Oftentimes, the discussion of civil rights centers around what took place in southern states such as Mississippi, Alabama, and Georgia. However, Maryland offers a unique perspective to the movement, since the Mason-Dixon line runs through the state, and it is often seen as neither a particularly northern or southern state.
“We want to make sure people know that Maryland was involved in the civil rights movement; Maryland has its own story that is often overlooked, and this is our opportunity to tell it, focusing on the entire state, not just Baltimore,” said Maya Davis, director of the Riversdale House Museum in Prince George’s County and member of the curatorial panel for the exhibition.
From tearing down the notion of “separate but equal” in the 1930s and ’40s to the national headline-making protests of the 1960s and through today, Marylanders have been at the forefront of the Black freedom struggle. The lived experiences of these activists make up the complex mosaic of the long and continuing fight for civil rights in Maryland and across the nation.
Included in the exhibit are:
• The late Rev. Marion Curtis Bascom, Marylander and American civil rights leader, who marched with Martin Luther King Jr. in Alabama and led marches and protests throughout Maryland
• The Jackson and Mitchell Family, noted Baltimore-based champions of the Civil Rights Movement throughout the 20th century
• Highlights from local Black churches fighting for equal rights- such as Bethel A.M.E. Church and Sharp Street U.M. Church
• The City-Wide Young People’s Forum, which helped put the Jim Crow practices of Baltimore out of business through direct action protests
• The Greater Baltimore Urban League, founded in 1924 to help disadvantaged Marylanders, especially African Americans, gain access to equal opportunity in employment, education, healthcare, housing, and the civic arena
• The AFRO-American Newspapers’ continuous coverage of lynching
Aside from Davis, other members of the curatorial panel are Elsa Barkley Brown, Ph.D., Linda Day Clark, Anthony M. Cohen, Roger Davidson, Jr., Ph.D., Joshua Clark Davis, Ph.D. Jason Green, Christopher E. Haley, Rev. Dr. Alvin C. Hathaway, Sr., Elgin L. Klugh, Ph.D., Denise D. Meringolo, Marshall F. Stevenson, Jr., Ph.D., and David Taft Terry, Ph.D.
“The center was very intentional about the people who were a part of the curatorial panel. Everyone who has been involved with this project, even with our skill sets being so vastly different, we all have a dedication to the story that’s being told,” said Davis.

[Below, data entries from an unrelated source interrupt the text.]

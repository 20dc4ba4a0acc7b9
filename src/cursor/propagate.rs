//! Terminal transitions
//!
//! Every way a cursor can end goes through here. The first terminal
//! transition wins; later signals are logged and dropped.

use std::time::Duration;

use tracing::{debug, trace, warn};

use crate::cursor::shared::{CursorInner, CursorShared};
use crate::cursor::state::CursorState;
use crate::error::Error;
use crate::protocol::Query;

impl CursorShared {
    /// The server sent its final batch
    pub(super) fn finish_locked(&self, inner: &mut CursorInner) {
        inner.server_done = true;
        inner.scheduler.cancel();
        self.deregister();
        if inner.queue.is_empty() {
            self.exhaust_locked(inner);
        }
    }

    pub(super) fn exhaust_locked(&self, inner: &mut CursorInner) {
        inner.state = CursorState::Exhausted;
        debug!(
            token = self.token(),
            rows = inner.delivered,
            "cursor exhausted"
        );
    }

    /// Move to Errored, keeping queued rows for delivery. Returns false if
    /// the cursor had already reached an outcome.
    pub(super) fn fail_locked(&self, inner: &mut CursorInner, err: Error) -> bool {
        if inner.state.is_terminal() || inner.server_done {
            debug!(
                token = self.token(),
                state = %inner.state,
                error = %err,
                "ignoring error for finished cursor"
            );
            return false;
        }

        debug!(
            token = self.token(),
            buffered = inner.queue.len(),
            error = %err,
            "cursor failed"
        );
        inner.scheduler.cancel();
        inner.state = CursorState::Errored;
        inner.error = Some(err);
        self.deregister();
        true
    }

    /// Fail the cursor from outside the consumer flow
    pub(crate) fn fail(&self, err: Error) {
        let changed = {
            let mut inner = self.lock();
            self.fail_locked(&mut inner, err)
        };
        if changed {
            self.notify.notify_one();
        }
    }

    /// Close the cursor, discarding queued rows. Never waits on the server.
    pub(crate) fn close(&self) {
        {
            let mut inner = self.lock();
            if inner.state == CursorState::Closed {
                return;
            }

            let server_open = !inner.state.is_terminal() && !inner.server_done;
            let discarded = inner.queue.len();
            inner.queue.clear();
            inner.state = CursorState::Closed;
            inner.error = None;
            inner.scheduler.cancel();

            if server_open {
                if let Err(err) = self.send(Query::Stop) {
                    trace!(token = self.token(), error = %err, "stop request not sent");
                }
            }
            self.deregister();
            debug!(token = self.token(), discarded, "cursor closed");
        }
        self.notify.notify_one();
    }

    /// A wait for an in-flight response ran out of time
    pub(super) fn expire(&self, limit: Duration) {
        let mut inner = self.lock();
        if inner.state.is_terminal() || inner.server_done || !inner.queue.is_empty() {
            return;
        }

        warn!(token = self.token(), ?limit, "timed out waiting for response");
        if let Err(err) = self.send(Query::Stop) {
            trace!(token = self.token(), error = %err, "stop request not sent");
        }
        self.fail_locked(&mut inner, Error::FetchTimeout(limit));
    }
}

“Everyone should come to see this exhibition- especially Marylanders. We’re telling their stories and bringing forth a full representation across the state, in the hopes of bringing people into a deeper connection with civil rights history and perhaps, their own community.
“We want to engage and educate the public and other organizations to hopefully diminish what’s been happening, even now, as a result of racial tension,” she continued. “Let’s get to the root of where it stems from, how to counter it, and continue to move forward in equality for everyone.”
Passion and Purpose: Voices of Maryland’s Civil Rights Activists will open to the public on May 20, at the Maryland Center for History and Culture, located at 610 Park Avenue, Baltimore, Md. 21201.